> _Task_
Take the data below and copy exactly the lines starting at the one with "let page = VehicleService::new(&state.db).get_all(query).await?;" and finishing at the one with "update a vehicle", both included.
━━━━━━━━━━━━━━━━
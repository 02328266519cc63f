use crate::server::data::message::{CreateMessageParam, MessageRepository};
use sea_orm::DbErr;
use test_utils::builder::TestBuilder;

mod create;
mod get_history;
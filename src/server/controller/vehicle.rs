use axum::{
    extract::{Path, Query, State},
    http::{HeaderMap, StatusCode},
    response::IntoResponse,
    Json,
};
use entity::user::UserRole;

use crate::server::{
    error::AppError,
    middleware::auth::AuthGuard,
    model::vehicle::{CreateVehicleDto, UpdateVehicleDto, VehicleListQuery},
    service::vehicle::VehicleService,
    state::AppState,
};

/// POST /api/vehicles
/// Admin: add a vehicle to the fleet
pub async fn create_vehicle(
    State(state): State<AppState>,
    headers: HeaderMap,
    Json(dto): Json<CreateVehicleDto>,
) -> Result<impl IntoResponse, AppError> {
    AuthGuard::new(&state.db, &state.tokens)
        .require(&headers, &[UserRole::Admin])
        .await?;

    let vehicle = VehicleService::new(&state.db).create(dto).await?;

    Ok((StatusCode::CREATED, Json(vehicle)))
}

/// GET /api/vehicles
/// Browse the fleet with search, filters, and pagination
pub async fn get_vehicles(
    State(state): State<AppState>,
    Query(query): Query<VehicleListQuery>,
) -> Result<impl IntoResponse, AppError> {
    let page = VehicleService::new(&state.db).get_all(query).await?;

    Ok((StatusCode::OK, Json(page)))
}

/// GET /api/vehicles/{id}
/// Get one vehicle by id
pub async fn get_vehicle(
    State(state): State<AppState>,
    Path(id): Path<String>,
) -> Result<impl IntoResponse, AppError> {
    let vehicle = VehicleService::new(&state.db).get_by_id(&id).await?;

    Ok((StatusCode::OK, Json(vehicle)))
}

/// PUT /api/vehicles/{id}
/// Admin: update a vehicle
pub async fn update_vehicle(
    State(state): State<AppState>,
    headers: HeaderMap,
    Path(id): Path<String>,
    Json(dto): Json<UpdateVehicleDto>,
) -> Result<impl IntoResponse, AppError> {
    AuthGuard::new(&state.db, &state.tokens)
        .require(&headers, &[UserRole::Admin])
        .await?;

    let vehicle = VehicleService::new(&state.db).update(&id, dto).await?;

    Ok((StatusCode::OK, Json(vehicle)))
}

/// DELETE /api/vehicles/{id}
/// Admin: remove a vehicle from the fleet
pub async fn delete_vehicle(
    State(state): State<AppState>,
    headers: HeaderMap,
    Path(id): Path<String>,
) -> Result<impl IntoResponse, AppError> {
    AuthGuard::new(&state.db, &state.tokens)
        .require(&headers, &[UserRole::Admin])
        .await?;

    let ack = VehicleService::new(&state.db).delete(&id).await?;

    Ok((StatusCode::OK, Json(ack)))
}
━━━━━━━━━━━━━━━━
> _Task response_
    let page = VehicleService::new(&state.db).get_all(query).await?;

    Ok((StatusCode::OK, Json(page)))
}

/// GET /api/vehicles/{id}
/// Get one vehicle by id
pub async fn get_vehicle(
    State(state): State<AppState>,
    Path(id): Path<String>,
) -> Result<impl IntoResponse, AppError> {
    let vehicle = VehicleService::new(&state.db).get_by_id(&id).await?;

    Ok((StatusCode::OK, Json(vehicle)))
}

/// PUT /api/vehicles/{id}
/// Admin: update a vehicle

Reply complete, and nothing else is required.